I use a 3/4" five flute carbide endmill to skim the receiver face and the lug surfaces. I cut all my threads to 1.085" OD X 16 TPI. This ensures that I get fresh material all the way around. The same tool is used for all three ops to ensure there's no tolerance stacking from using different tools with different tool offsets. This way tool wear is compensated for no matter what. The thread pitch doesn't really exist. I made it up. So if a guy wants this done he's not going to want to use his factory barrel. But why would he anyways right?
I use "circular hole interpolation" (a fancy term for thread milling) to cut the threads. I have my software set to not linearize the spline movements so that the threads end up with little "facets" along the flanks. In CNC jargon this means that I'm moving the tool (actually the table) in tiny little X/Y/Z axis straight line movements rather than a helical arc movement. To the untrained eye this would be labeled as tool chatter but in fact it isn't. I do this because I think it helps. The facets "bite" the barrel thread flanks with point contact and provide for a little more support along the entire helix of the barrel tennon/receiver ring thread fit. If you get "engineering anal" about 60* thread forms you'll quickly learn that only certain portions of the thread actually do anything.
From there I'll skim the bolt lugs, spot the face, drill the receiver for a pinned recoil lug, helically flute the bolt, install an external bolt release, and open the scope ring holes to 8-40. I do this with a series of 4 pocket tool paths instead of just cramming a drill/tap through the existing holes. This way I know the scope bases will be located on the true bore centerline. I have found a few actions where they are off a little sometimes. (not often though)

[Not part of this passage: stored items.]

//! Terminal run report.
//!
//! Written once per run to `<output_dir>/report.json`.

use crate::config::RunConfiguration;
use crate::types::{Attempt, Id, RunStatus};
use chrono::{DateTime, Utc};
use serde::{Deserialize, Serialize};
use std::io::Write;
use std::path::{Path, PathBuf};
use thiserror::Error;

/// File name of the report inside the output directory.
pub const REPORT_FILE_NAME: &str = "report.json";

#[derive(Debug, Error)]
pub enum ReportError {
    #[error("io error: {0}")]
    Io(#[from] std::io::Error),
    #[error("serialization error: {0}")]
    Serialization(#[from] serde_json::Error),
}

pub type Result<T> = std::result::Result<T, ReportError>;

/// The terminal artifact of a run.
#[derive(Debug, Clone, PartialEq, Eq, Serialize, Deserialize)]
pub struct RunReport {
    pub run_id: Id,
    pub command: String,
    pub config: RunConfiguration,
    pub status: RunStatus,
    pub started_at: DateTime<Utc>,
    pub ended_at: DateTime<Utc>,
    pub total_duration_ms: u64,
    /// Ordered by sequence number, starting at 1, without gaps.
    pub attempts: Vec<Attempt>,
    pub retries_used: u32,
    pub remediations_used: u32,
    /// Fatal error that aborted the run, if any.
    #[serde(default, skip_serializing_if = "Option::is_none")]
    pub error: Option<String>,
}

impl RunReport {
    /// Paths of every file changed by remediation, in application order.
    pub fn remediated_files(&self) -> Vec<&Path> {
        self.attempts
            .iter()
            .filter_map(|a| a.remediation.as_ref())
            .filter(|r| r.changed)
            .flat_map(|r| r.files.iter().map(PathBuf::as_path))
            .collect()
    }

    /// Number of attempts followed by an applied remediation.
    pub fn applied_remediations(&self) -> usize {
        self.attempts.iter().filter(|a| a.remediation_applied()).count()
    }

    /// Whether attempt sequence numbers run 1..=n without gaps.
    pub fn is_gapless(&self) -> bool {
        self.attempts
            .iter()
            .enumerate()
            .all(|(i, a)| a.sequence as usize == i + 1)
    }

    /// One line per attempt explaining the classification chain.
    pub fn summary_lines(&self) -> Vec<String> {
        self.attempts
            .iter()
            .map(|a| {
                let mut line = format!(
                    "attempt {}: exit {} -> {}",
                    a.sequence,
                    a.exit_code,
                    a.classification.label()
                );
                if let Some(r) = &a.remediation {
                    if r.changed {
                        line.push_str(&format!(" (remediated {} file(s))", r.files.len()));
                    } else {
                        line.push_str(" (no remediation applied)");
                    }
                }
                line
            })
            .collect()
    }

    /// Write `report.json` into `dir` via temp file and rename.
    pub fn write_json(&self, dir: &Path) -> Result<PathBuf> {
        std::fs::create_dir_all(dir)?;
        let path = dir.join(REPORT_FILE_NAME);
        let tmp_path = dir.join(format!("{REPORT_FILE_NAME}.tmp"));

        let json = serde_json::to_vec_pretty(self)?;
        {
            let mut file = std::fs::File::create(&tmp_path)?;
            file.write_all(&json)?;
            file.sync_all()?;
        }
        std::fs::rename(&tmp_path, &path)?;
        Ok(path)
    }

    /// Read a report back from disk.
    pub fn read_json(path: &Path) -> Result<Self> {
        let bytes = std::fs::read(path)?;
        Ok(serde_json::from_slice(&bytes)?)
    }
}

Finally, it gets hand filed/sanded/finished to remove any nicks/dings from regular service.
I TIG weld the bolt handles to the bolt bodies (Remington) to ensure it doesn't fly off in the event of a sticky case extraction. This also allows me to reposition the bolt the gain back the primary extraction lost from cutting the lug faces of the bolt and the receiver. I make my own enclosed bolt shrouds, install my own cocking piece, striker spring, and striker, and revise the cocking cam geometry so that the action is a "cock on opening" only instead of the normal partial on opening, partial on closing. (this applies to Remington stuff)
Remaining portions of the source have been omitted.